Problem to work on: Below are some records; quote exactly the lines from the one that contains "let director = match (self.director, director_id)" through the one that contains "let rows = sqlx::query_as::<_, MovieRow>(SELECT_MOVIES)", inclusive, and no others.

Data shown:
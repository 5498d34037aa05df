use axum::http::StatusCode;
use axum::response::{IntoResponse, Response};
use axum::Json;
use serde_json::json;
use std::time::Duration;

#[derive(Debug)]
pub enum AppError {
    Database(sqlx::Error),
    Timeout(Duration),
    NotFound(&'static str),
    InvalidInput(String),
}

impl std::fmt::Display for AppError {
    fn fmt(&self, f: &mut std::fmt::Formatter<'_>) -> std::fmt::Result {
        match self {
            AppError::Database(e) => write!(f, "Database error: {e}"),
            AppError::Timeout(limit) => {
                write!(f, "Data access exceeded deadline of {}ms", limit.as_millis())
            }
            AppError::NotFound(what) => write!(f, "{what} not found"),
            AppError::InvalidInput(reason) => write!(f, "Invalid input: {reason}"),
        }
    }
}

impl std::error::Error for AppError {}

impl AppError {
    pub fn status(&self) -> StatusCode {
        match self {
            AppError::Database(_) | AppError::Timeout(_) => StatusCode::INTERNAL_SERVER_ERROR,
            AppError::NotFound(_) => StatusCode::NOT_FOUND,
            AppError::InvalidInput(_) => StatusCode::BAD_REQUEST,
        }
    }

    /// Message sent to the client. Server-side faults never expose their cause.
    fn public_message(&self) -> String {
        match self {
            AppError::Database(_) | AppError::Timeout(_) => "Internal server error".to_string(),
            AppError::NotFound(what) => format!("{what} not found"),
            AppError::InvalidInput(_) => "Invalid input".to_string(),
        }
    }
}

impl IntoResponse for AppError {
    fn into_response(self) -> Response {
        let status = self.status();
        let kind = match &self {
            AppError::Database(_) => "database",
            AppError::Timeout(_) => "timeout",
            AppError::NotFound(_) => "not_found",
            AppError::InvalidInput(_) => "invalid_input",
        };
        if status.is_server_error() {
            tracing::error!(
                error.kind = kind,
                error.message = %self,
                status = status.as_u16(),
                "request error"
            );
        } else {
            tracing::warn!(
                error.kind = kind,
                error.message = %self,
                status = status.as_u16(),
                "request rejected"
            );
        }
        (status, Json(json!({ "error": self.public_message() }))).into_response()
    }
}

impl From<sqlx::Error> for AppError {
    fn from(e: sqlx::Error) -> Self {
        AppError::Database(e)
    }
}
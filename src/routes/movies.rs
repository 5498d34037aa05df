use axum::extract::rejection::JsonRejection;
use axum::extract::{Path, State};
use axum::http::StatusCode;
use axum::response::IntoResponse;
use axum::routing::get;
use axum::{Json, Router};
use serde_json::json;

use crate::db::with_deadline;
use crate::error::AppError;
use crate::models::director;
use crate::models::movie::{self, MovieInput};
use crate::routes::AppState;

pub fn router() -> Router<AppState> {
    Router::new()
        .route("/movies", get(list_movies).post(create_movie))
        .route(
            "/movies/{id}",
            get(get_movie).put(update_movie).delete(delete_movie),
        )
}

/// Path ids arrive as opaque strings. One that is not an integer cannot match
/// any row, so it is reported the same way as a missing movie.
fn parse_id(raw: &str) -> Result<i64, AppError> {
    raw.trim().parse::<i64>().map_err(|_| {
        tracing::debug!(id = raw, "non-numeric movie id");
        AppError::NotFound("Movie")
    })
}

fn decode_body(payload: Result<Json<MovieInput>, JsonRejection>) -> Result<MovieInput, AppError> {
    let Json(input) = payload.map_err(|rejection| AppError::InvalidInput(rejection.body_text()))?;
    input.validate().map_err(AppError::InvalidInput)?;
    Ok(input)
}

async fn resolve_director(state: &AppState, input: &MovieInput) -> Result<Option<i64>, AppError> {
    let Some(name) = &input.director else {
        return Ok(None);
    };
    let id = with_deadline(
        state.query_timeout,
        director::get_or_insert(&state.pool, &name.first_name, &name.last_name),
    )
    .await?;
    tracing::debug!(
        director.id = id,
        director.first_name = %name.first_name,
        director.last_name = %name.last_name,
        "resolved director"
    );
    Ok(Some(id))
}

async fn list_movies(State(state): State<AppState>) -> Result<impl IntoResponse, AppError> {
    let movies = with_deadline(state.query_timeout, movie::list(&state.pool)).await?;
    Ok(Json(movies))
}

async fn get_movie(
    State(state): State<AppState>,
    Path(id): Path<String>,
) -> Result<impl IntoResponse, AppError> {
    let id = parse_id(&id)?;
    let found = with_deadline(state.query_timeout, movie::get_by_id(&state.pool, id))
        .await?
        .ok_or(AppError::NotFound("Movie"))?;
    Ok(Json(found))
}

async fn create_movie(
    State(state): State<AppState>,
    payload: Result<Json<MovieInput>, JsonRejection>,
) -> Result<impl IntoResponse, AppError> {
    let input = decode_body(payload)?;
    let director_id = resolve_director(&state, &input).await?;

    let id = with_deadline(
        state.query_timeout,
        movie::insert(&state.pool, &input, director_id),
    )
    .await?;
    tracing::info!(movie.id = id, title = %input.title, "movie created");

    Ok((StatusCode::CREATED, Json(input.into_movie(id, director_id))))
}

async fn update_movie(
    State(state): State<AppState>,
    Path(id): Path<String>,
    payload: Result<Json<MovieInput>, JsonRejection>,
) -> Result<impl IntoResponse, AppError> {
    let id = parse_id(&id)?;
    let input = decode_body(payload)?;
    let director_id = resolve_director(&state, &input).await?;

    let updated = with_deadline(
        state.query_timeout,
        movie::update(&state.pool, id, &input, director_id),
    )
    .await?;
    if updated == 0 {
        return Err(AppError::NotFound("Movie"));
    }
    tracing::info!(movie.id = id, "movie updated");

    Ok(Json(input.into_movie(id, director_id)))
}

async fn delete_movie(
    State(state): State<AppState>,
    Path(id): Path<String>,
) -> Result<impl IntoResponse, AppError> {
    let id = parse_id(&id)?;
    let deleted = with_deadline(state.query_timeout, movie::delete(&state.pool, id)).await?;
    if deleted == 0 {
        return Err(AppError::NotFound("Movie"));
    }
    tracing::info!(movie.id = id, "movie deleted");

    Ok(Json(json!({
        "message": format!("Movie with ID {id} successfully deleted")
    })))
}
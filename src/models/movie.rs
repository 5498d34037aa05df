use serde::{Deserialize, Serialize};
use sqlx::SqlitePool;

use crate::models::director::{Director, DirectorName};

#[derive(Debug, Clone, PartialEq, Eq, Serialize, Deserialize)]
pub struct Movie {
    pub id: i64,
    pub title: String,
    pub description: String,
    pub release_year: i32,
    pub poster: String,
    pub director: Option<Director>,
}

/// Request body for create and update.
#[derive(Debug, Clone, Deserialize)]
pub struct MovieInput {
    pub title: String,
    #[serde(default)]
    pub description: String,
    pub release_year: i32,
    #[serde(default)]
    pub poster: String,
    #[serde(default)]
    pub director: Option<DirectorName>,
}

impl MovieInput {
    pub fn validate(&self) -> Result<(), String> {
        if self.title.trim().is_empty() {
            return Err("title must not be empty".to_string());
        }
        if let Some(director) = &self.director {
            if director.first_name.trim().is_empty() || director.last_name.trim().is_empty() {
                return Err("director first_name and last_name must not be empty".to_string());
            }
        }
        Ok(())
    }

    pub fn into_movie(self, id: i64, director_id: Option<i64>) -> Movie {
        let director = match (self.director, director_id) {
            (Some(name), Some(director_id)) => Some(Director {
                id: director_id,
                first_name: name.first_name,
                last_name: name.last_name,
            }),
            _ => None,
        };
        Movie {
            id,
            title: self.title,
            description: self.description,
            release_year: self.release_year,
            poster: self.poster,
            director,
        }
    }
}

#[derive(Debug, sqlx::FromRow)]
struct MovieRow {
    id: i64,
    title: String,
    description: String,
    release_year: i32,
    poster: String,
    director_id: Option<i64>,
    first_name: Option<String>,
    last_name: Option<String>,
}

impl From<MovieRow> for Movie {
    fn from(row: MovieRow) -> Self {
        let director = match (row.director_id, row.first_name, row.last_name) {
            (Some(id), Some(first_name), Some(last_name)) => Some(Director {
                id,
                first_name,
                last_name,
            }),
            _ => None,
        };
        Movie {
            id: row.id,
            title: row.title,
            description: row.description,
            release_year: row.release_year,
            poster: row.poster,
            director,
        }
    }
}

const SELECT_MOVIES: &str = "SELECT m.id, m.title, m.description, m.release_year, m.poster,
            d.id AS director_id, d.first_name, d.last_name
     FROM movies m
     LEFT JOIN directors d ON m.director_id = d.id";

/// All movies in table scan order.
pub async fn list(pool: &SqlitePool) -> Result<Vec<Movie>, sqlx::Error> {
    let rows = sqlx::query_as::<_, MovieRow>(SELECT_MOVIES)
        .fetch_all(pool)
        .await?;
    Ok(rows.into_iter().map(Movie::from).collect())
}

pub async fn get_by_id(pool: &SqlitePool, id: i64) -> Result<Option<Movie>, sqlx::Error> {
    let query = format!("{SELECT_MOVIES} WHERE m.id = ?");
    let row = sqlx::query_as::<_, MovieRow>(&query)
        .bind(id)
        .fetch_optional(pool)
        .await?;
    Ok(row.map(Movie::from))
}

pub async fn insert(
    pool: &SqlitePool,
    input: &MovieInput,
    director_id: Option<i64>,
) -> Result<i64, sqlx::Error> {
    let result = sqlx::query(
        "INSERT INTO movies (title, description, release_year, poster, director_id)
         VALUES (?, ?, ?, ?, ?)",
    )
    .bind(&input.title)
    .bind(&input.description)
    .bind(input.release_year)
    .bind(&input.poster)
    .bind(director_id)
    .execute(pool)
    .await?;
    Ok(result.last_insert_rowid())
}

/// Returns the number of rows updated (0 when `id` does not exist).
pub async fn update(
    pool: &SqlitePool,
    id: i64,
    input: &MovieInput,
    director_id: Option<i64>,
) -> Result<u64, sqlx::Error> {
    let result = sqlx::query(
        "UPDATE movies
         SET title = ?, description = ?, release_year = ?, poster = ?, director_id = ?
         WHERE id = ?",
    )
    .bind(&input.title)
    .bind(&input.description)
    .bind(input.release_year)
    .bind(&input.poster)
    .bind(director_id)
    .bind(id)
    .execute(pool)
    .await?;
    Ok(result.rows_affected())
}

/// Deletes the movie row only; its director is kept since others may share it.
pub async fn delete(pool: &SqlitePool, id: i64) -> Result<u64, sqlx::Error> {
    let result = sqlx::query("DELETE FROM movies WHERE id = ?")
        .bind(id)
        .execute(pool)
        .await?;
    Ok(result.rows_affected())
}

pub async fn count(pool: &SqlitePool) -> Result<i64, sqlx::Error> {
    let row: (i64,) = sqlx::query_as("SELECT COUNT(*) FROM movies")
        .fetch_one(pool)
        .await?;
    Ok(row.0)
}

...

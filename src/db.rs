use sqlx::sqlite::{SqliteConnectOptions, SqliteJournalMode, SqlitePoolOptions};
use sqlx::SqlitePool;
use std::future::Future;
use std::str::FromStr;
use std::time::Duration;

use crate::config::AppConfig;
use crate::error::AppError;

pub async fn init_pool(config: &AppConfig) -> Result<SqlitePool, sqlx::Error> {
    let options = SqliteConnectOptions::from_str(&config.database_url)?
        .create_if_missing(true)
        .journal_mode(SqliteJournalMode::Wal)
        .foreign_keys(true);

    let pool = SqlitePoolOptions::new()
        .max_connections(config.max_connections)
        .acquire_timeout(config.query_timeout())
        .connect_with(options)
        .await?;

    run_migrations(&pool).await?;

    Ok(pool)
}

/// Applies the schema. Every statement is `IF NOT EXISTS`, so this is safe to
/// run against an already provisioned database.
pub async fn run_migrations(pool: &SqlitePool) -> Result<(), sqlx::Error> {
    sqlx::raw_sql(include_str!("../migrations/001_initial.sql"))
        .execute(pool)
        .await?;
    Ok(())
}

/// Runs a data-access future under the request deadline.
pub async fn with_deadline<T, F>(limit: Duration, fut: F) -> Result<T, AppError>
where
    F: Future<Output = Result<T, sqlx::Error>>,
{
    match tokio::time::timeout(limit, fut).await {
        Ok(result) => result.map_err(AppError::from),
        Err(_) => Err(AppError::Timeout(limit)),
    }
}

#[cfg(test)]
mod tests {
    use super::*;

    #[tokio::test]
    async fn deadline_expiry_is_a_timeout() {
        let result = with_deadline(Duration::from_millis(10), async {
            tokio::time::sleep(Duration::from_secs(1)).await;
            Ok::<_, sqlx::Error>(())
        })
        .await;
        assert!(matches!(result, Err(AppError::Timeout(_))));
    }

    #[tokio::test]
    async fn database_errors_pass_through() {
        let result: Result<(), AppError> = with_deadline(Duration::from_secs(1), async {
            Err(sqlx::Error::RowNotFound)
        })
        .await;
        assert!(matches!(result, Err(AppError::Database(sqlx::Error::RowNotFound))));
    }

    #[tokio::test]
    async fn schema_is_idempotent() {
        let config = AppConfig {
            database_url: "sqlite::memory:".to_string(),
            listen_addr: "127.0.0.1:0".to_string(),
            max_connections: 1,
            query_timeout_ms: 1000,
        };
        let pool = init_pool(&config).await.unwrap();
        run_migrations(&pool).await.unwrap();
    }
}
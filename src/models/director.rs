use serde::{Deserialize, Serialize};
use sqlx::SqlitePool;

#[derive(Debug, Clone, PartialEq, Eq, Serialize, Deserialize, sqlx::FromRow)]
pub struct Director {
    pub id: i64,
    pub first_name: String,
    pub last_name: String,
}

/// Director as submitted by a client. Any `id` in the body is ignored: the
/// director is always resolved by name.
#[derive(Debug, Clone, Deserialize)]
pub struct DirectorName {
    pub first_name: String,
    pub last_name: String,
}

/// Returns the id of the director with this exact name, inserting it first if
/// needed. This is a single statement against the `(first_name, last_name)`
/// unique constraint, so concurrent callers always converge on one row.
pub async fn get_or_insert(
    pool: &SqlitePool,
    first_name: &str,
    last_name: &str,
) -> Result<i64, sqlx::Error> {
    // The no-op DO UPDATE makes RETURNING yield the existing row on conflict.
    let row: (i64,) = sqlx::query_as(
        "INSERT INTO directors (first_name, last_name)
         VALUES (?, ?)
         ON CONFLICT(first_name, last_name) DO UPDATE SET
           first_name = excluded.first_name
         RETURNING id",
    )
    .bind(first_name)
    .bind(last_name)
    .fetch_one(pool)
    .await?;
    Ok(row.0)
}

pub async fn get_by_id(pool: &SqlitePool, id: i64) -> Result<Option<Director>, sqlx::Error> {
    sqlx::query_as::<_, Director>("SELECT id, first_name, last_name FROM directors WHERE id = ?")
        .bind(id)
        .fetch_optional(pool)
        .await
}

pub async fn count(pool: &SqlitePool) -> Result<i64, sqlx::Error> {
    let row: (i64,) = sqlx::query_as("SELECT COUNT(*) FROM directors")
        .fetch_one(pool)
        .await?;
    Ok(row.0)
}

Solution to this exercise:
        let director = match (self.director, director_id) {
            (Some(name), Some(director_id)) => Some(Director {
                id: director_id,
                first_name: name.first_name,
                last_name: name.last_name,
            }),
            _ => None,
        };
        Movie {
            id,
            title: self.title,
            description: self.description,
            release_year: self.release_year,
            poster: self.poster,
            director,
        }
    }
}

#[derive(Debug, sqlx::FromRow)]
struct MovieRow {
    id: i64,
    title: String,
    description: String,
    release_year: i32,
    poster: String,
    director_id: Option<i64>,
    first_name: Option<String>,
    last_name: Option<String>,
}

impl From<MovieRow> for Movie {
    fn from(row: MovieRow) -> Self {
        let director = match (row.director_id, row.first_name, row.last_name) {
            (Some(id), Some(first_name), Some(last_name)) => Some(Director {
                id,
                first_name,
                last_name,
            }),
            _ => None,
        };
        Movie {
            id: row.id,
            title: row.title,
            description: row.description,
            release_year: row.release_year,
            poster: row.poster,
            director,
        }
    }
}

const SELECT_MOVIES: &str = "SELECT m.id, m.title, m.description, m.release_year, m.poster,
            d.id AS director_id, d.first_name, d.last_name
     FROM movies m
     LEFT JOIN directors d ON m.director_id = d.id";

/// All movies in table scan order.
pub async fn list(pool: &SqlitePool) -> Result<Vec<Movie>, sqlx::Error> {
    let rows = sqlx::query_as::<_, MovieRow>(SELECT_MOVIES)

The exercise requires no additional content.